EXERCISE DESCRIPTION: Hand back all of the records exactly as they read.

MATERIAL FOR THIS EXERCISE:
//! Uniform index draws used by the generator.

use rand_chacha::ChaCha8Rng;
use rand_chacha::rand_core::Rng;

/// Source of uniform random indices.
pub trait UniformDraw {
    /// Returns a value in `0..bound`. Callers never pass a zero bound.
    fn draw_index(&mut self, bound: usize) -> usize;
}

impl UniformDraw for ChaCha8Rng {
    fn draw_index(&mut self, bound: usize) -> usize {
        debug_assert!(bound > 0);
        (self.next_u64() % bound as u64) as usize
    }
}

/// Replays a fixed sequence of draws, wrapping each value into the requested bound.
/// Once the sequence is exhausted every draw returns zero.
#[derive(Clone, Debug, Default)]
pub struct ScriptedDraws {
    values: Vec<usize>,
    cursor: usize,
}

impl ScriptedDraws {
    pub fn new(values: impl Into<Vec<usize>>) -> Self {
        Self { values: values.into(), cursor: 0 }
    }

    pub fn consumed(&self) -> usize {
        self.cursor
    }
}

impl UniformDraw for ScriptedDraws {
    fn draw_index(&mut self, bound: usize) -> usize {
        let value = self.values.get(self.cursor).copied().unwrap_or(0);
        self.cursor += 1;
        value % bound.max(1)
    }
}
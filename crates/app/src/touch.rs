//! Touch controls: a floating joystick on the left half of the screen and look drags on the
//! right half.

use macroquad::input::{Touch, TouchPhase};
use macroquad::math::Vec2;

/// Stick travel in pixels that maps to full speed.
pub const JOYSTICK_RADIUS: f32 = 50.0;

/// `(forward, strafe)` for a stick dragged from `origin` to `current`. Travel is clamped to the
/// joystick radius and normalized, so both axes stay within `[-1, 1]`. Screen-down is backward.
pub fn stick_axes(origin: Vec2, current: Vec2) -> (f32, f32) {
    let offset = (current - origin).clamp_length_max(JOYSTICK_RADIUS) / JOYSTICK_RADIUS;
    (-offset.y, offset.x)
}

#[derive(Clone, Copy, Debug, PartialEq)]
struct StickTouch {
    id: u64,
    origin: Vec2,
    current: Vec2,
}

#[derive(Clone, Copy, Debug, PartialEq)]
struct LookTouch {
    id: u64,
    last: Vec2,
}

#[derive(Clone, Copy, Debug, Default, PartialEq)]
pub struct TouchFrame {
    pub forward: f32,
    pub strafe: f32,
    /// Look drag this frame in pixels.
    pub look_pixels: Vec2,
}

#[derive(Clone, Debug, Default)]
pub struct TouchTracker {
    stick: Option<StickTouch>,
    look: Option<LookTouch>,
}

impl TouchTracker {
    pub fn new() -> Self {
        Self::default()
    }

    /// Joystick origin and knob position while the stick is held.
    pub fn stick(&self) -> Option<(Vec2, Vec2)> {
        self.stick.map(|stick| (stick.origin, stick.current))
    }

    pub fn update(&mut self, touches: &[Touch], screen_width: f32) -> TouchFrame {
        let mut look_pixels = Vec2::ZERO;

        for touch in touches {
            match touch.phase {
                TouchPhase::Started => {
                    if touch.position.x < screen_width / 2.0 {
                        if self.stick.is_none() {
                            self.stick = Some(StickTouch {
                                id: touch.id,
                                origin: touch.position,
                                current: touch.position,
                            });
                        }
                    } else if self.look.is_none() {
                        self.look = Some(LookTouch { id: touch.id, last: touch.position });
                    }
                }
                TouchPhase::Moved | TouchPhase::Stationary => {
                    if let Some(stick) = self.stick.as_mut()
                        && stick.id == touch.id
                    {
                        stick.current = touch.position;
                    }
                    if let Some(look) = self.look.as_mut()
                        && look.id == touch.id
                    {
                        look_pixels += touch.position - look.last;
                        look.last = touch.position;
                    }
                }
                TouchPhase::Ended | TouchPhase::Cancelled => {
                    if self.stick.is_some_and(|stick| stick.id == touch.id) {
                        self.stick = None;
                    }
                    if self.look.is_some_and(|look| look.id == touch.id) {
                        self.look = None;
                    }
                }
            }
        }

        let (forward, strafe) =
            self.stick.map_or((0.0, 0.0), |stick| stick_axes(stick.origin, stick.current));
        TouchFrame { forward, strafe, look_pixels }
    }
}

SOLUTION BELOW:
//! Uniform index draws used by the generator.

use rand_chacha::ChaCha8Rng;
use rand_chacha::rand_core::Rng;

/// Source of uniform random indices.
pub trait UniformDraw {
    /// Returns a value in `0..bound`. Callers never pass a zero bound.
    fn draw_index(&mut self, bound: usize) -> usize;
}

impl UniformDraw for ChaCha8Rng {
    fn draw_index(&mut self, bound: usize) -> usize {
        debug_assert!(bound > 0);
        (self.next_u64() % bound as u64) as usize
    }
}

/// Replays a fixed sequence of draws, wrapping each value into the requested bound.
/// Once the sequence is exhausted every draw returns zero.
#[derive(Clone, Debug, Default)]
pub struct ScriptedDraws {
    values: Vec<usize>,
    cursor: usize,
}

impl ScriptedDraws {
    pub fn new(values: impl Into<Vec<usize>>) -> Self {
        Self { values: values.into(), cursor: 0 }
    }

    pub fn consumed(&self) -> usize {
        self.cursor
    }
}

impl UniformDraw for ScriptedDraws {
    fn draw_index(&mut self, bound: usize) -> usize {
        let value = self.values.get(self.cursor).copied().unwrap_or(0);
        self.cursor += 1;
        value % bound.max(1)
    }
}
filename crates/app/src/touch.rs
//! Touch controls: a floating joystick on the left half of the screen and look drags on the
//! right half.

use macroquad::input::{Touch, TouchPhase};
use macroquad::math::Vec2;

/// Stick travel in pixels that maps to full speed.
pub const JOYSTICK_RADIUS: f32 = 50.0;

/// `(forward, strafe)` for a stick dragged from `origin` to `current`. Travel is clamped to the
/// joystick radius and normalized, so both axes stay within `[-1, 1]`. Screen-down is backward.
pub fn stick_axes(origin: Vec2, current: Vec2) -> (f32, f32) {
    let offset = (current - origin).clamp_length_max(JOYSTICK_RADIUS) / JOYSTICK_RADIUS;
    (-offset.y, offset.x)
}

#[derive(Clone, Copy, Debug, PartialEq)]
struct StickTouch {
    id: u64,
    origin: Vec2,
    current: Vec2,
}

#[derive(Clone, Copy, Debug, PartialEq)]
struct LookTouch {
    id: u64,
    last: Vec2,
}

#[derive(Clone, Copy, Debug, Default, PartialEq)]
pub struct TouchFrame {
    pub forward: f32,
    pub strafe: f32,
    /// Look drag this frame in pixels.
    pub look_pixels: Vec2,
}

#[derive(Clone, Debug, Default)]
pub struct TouchTracker {
    stick: Option<StickTouch>,
    look: Option<LookTouch>,
}

impl TouchTracker {
    pub fn new() -> Self {
        Self::default()
    }

    /// Joystick origin and knob position while the stick is held.
    pub fn stick(&self) -> Option<(Vec2, Vec2)> {
        self.stick.map(|stick| (stick.origin, stick.current))
    }

    pub fn update(&mut self, touches: &[Touch], screen_width: f32) -> TouchFrame {
        let mut look_pixels = Vec2::ZERO;

        for touch in touches {
            match touch.phase {
                TouchPhase::Started => {
                    if touch.position.x < screen_width / 2.0 {
                        if self.stick.is_none() {
                            self.stick = Some(StickTouch {
                                id: touch.id,
                                origin: touch.position,
                                current: touch.position,
                            });
                        }
                    } else if self.look.is_none() {
                        self.look = Some(LookTouch { id: touch.id, last: touch.position });
                    }
                }
                TouchPhase::Moved | TouchPhase::Stationary => {
                    if let Some(stick) = self.stick.as_mut()
                        && stick.id == touch.id
                    {
                        stick.current = touch.position;
                    }
                    if let Some(look) = self.look.as_mut()
                        && look.id == touch.id
                    {
                        look_pixels += touch.position - look.last;
                        look.last = touch.position;
                    }
                }
                TouchPhase::Ended | TouchPhase::Cancelled => {
                    if self.stick.is_some_and(|stick| stick.id == touch.id) {
                        self.stick = None;
                    }
                    if self.look.is_some_and(|look| look.id == touch.id) {
                        self.look = None;
                    }
                }
            }
        }

        let (forward, strafe) =
            self.stick.map_or((0.0, 0.0), |stick| stick_axes(stick.origin, stick.current));
        TouchFrame { forward, strafe, look_pixels }
    }
}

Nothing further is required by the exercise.